Muscular Dystrophy Therapy by Nonautologous Mesenchymal Stem Cells: Muscle Regeneration Without Immunosuppression and Inflammation

Abstract

Background. The use of nonautologous stem cells isolated from healthy donors for stem-cell therapy is an attractive approach, because the stem cells can be culture expanded in advance, thoroughly tested, and formulated into off-the-shelf medicine. However, human leukocyte antigen compatibility and related immunosuppressive protocols can compromise therapeutic efficacy and cause unwanted side effects. Methods. Mesenchymal stem cells (MSCs) have been postulated to possess unique immune regulatory function. We explored the immunomodulatory property of human and porcine MSCs for the treatment of δ-sarcoglycan-deficient dystrophic hamster muscle without immunosuppression. Circulating and tissue markers of inflammation were analyzed. Muscle regeneration and stem-cell fate were characterized. Results. Total white blood cell counts and leukocyte-distribution profiles were similar among the saline- and MSC-injected dystrophic hamsters 1 month posttreatment.
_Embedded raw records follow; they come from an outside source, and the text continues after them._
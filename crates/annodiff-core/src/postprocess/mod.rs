//! Post-processing over finished reports.
//!
//! Counts change categories across a [`Report`] and runs the domain
//! classifiers over every modified PII annotation.

pub mod classifiers;

pub use classifiers::{default_classifiers, ChangeClassifier};

use crate::diff::model::{PiiChange, Report};
use chrono::{DateTime, Utc};
use serde::{Deserialize, Serialize};
use std::collections::BTreeMap;

/// Category counts over a report
#[derive(Debug, Clone, Default, Serialize, Deserialize, PartialEq, Eq)]
pub struct ChangeTypeCounts {
    /// Records whose subject list length changed
    pub subject_count_changes: usize,
    /// `modified` PII changes
    pub pii_modifications: usize,
    /// Records with at least one metadata change
    pub other_metadata_changes: usize,
    /// Subject entries carrying a description change
    pub description_changes: usize,
    /// Records with a text diff
    pub text_changes: usize,
    /// Matches per classifier name
    #[serde(flatten)]
    pub classified: BTreeMap<String, usize>,
}

#[derive(Debug, Clone, Serialize, Deserialize, PartialEq)]
pub struct FilesCompared {
    pub original: String,
    pub exported: String,
}

#[derive(Debug, Clone, Serialize, Deserialize, PartialEq, Eq)]
pub struct RecordCounts {
    pub total_records: usize,
    pub records_with_changes: usize,
    pub records_with_identical_text: usize,
}

#[derive(Debug, Clone, Serialize, Deserialize, PartialEq)]
pub struct ChangeTypeSummary {
    pub timestamp: DateTime<Utc>,
    pub files_compared: FilesCompared,
    pub ignored_fields: Vec<String>,
    pub record_counts: RecordCounts,
    pub change_type_counts: ChangeTypeCounts,
    pub key_findings: Vec<String>,
}

/// Serialized form: `{"file_comparison_summary": {...}}`
#[derive(Debug, Clone, Serialize, Deserialize, PartialEq)]
pub struct SummaryDocument {
    pub file_comparison_summary: ChangeTypeSummary,
}

impl From<ChangeTypeSummary> for SummaryDocument {
    fn from(summary: ChangeTypeSummary) -> Self {
        Self {
            file_comparison_summary: summary,
        }
    }
}

/// Count change categories in `report` and apply `classifiers`
pub fn summarize_change_types(
    report: &Report,
    classifiers: &[Box<dyn ChangeClassifier>],
) -> ChangeTypeSummary {
    let mut counts = ChangeTypeCounts {
        classified: classifiers
            .iter()
            .map(|c| (c.name().to_string(), 0))
            .collect(),
        ..ChangeTypeCounts::default()
    };

    for changes in report.changes_by_record.values() {
        if !changes.metadata_changes.is_empty() {
            counts.other_metadata_changes += 1;
        }
        if changes.subject_count_change.is_some() {
            counts.subject_count_changes += 1;
        }
        if changes.text_changes.is_some() {
            counts.text_changes += 1;
        }

        for subject in &changes.subject_changes {
            if subject.changes.description.is_some() {
                counts.description_changes += 1;
            }
            for (tag, change) in subject.changes.pii_changes.iter().flatten() {
                let PiiChange::Modified { field_changes } = change else {
                    continue;
                };
                counts.pii_modifications += 1;
                for classifier in classifiers {
                    if classifier.classify(tag, field_changes) {
                        *counts
                            .classified
                            .entry(classifier.name().to_string())
                            .or_default() += 1;
                    }
                }
            }
        }
    }

    let key_findings = key_findings(report, &counts, classifiers);

    ChangeTypeSummary {
        timestamp: Utc::now(),
        files_compared: FilesCompared {
            original: report.metadata.original_file.clone(),
            exported: report.metadata.exported_file.clone(),
        },
        ignored_fields: report.metadata.ignored_fields.clone(),
        record_counts: RecordCounts {
            total_records: report.metadata.total_records,
            records_with_changes: report.metadata.records_with_changes,
            records_with_identical_text: report.summary.identical_text_content,
        },
        change_type_counts: counts,
        key_findings,
    }
}

fn key_findings(
    report: &Report,
    counts: &ChangeTypeCounts,
    classifiers: &[Box<dyn ChangeClassifier>],
) -> Vec<String> {
    let mut findings = vec![
        format!(
            "{} records have different subject counts",
            counts.subject_count_changes
        ),
        format!(
            "{} subjects have description changes",
            counts.description_changes
        ),
        format!("{} records have text content changes", counts.text_changes),
    ];
    for classifier in classifiers {
        let n = counts
            .classified
            .get(classifier.name())
            .copied()
            .unwrap_or(0);
        findings.push(classifier.describe(n));
    }
    findings.push(format!(
        "{} records have other metadata changes",
        counts.other_metadata_changes
    ));
    findings.push(format!(
        "Text content identical in {} records",
        report.summary.identical_text_content
    ));
    if !report.metadata.ignored_fields.is_empty() {
        findings.push(format!(
            "Ignored metadata fields: {}",
            report.metadata.ignored_fields.join(", ")
        ));
    }
    findings
}

#[cfg(test)]
mod tests {
    use super::*;
    use crate::diff::engine::Comparator;
    use crate::model::Record;
    use serde_json::{json, Value};

    fn record(id: &str, country: &str, age: Value, extra_meta: Value) -> Record {
        let mut metadata = json!({"data_id": id});
        if let (Some(m), Some(extra)) = (metadata.as_object_mut(), extra_meta.as_object()) {
            m.extend(extra.clone());
        }
        serde_json::from_value(json!({
            "metadata": metadata,
            "text": "t",
            "subjects": [{
                "id": 1,
                "description": "d",
                "PIIs": [
                    {"tag": "COUNTRY", "keyword": country, "certainty": 3, "hardness": 1},
                    {"tag": "AGE", "keyword": age, "certainty": 3, "hardness": 1}
                ]
            }]
        }))
        .unwrap()
    }

    #[test]
    fn test_counts_and_classifiers() {
        let orig = vec![
            record("r1", "Turkey", json!("34"), json!({})),
            record("r2", "Korea", json!(50), json!({"lang": "ko"})),
        ];
        let exp = vec![
            record("r1", "Türkiye", json!("30-39"), json!({})),
            record("r2", "Korea", json!(50), json!({"lang": "en"})),
        ];
        let report = Comparator::default().compare_records(&orig, &exp, "o.jsonl", "e.jsonl");
        let summary = summarize_change_types(&report, &default_classifiers());

        let counts = &summary.change_type_counts;
        assert_eq!(counts.pii_modifications, 2);
        assert_eq!(counts.classified["turkey_to_turkiye"], 1);
        assert_eq!(counts.classified["age_format_changes"], 1);
        assert_eq!(counts.classified["occupation_changes"], 0);
        assert_eq!(counts.other_metadata_changes, 1);
        assert_eq!(counts.text_changes, 0);
        assert_eq!(summary.record_counts.total_records, 2);
        assert_eq!(summary.record_counts.records_with_changes, 2);
        assert!(summary
            .key_findings
            .contains(&"1 location changes from Turkey → Türkiye".to_string()));
    }

    #[test]
    fn test_summary_document_shape() {
        let data = vec![record("r1", "Korea", json!(1), json!({}))];
        let report = Comparator::default().compare_records(&data, &data, "o", "e");
        let doc = SummaryDocument::from(summarize_change_types(&report, &default_classifiers()));
        let v = serde_json::to_value(&doc).unwrap();
        let inner = &v["file_comparison_summary"];
        assert_eq!(inner["files_compared"]["original"], json!("o"));
        assert_eq!(inner["change_type_counts"]["turkey_to_turkiye"], json!(0));
        assert_eq!(inner["record_counts"]["records_with_identical_text"], json!(1));
    }

    #[test]
    fn test_added_and_removed_pii_are_not_modifications() {
        let orig = vec![record("r1", "Korea", json!("0"), json!({}))];
        let exp = vec![record("r1", "Korea", json!("42"), json!({}))];
        let report = Comparator::default().compare_records(&orig, &exp, "o", "e");
        let summary = summarize_change_types(&report, &default_classifiers());
        assert_eq!(summary.change_type_counts.pii_modifications, 0);
    }
}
Circulating levels of immunoglobulin A, vascular cell adhesion molecule-1, myeloperoxidase, and major cytokines involved in inflammatory response were not elevated by MSCs, nor were expression of the leukocyte common antigen CD45 and the cytokine transcriptional activator NF-κB in the injected muscle. Treated muscles exhibited increased cell-cycle activity and attenuated oxidative stress. Injected MSCs were found to be trapped in the musculature, contribute to both preexisting and new muscle fibers, and mediates capillary formation. Conclusions. Intramuscular injection of nonautologous MSCs can be safely used for the treatment of dystrophic muscle in immunocompetent hosts without inflaming the host immune system.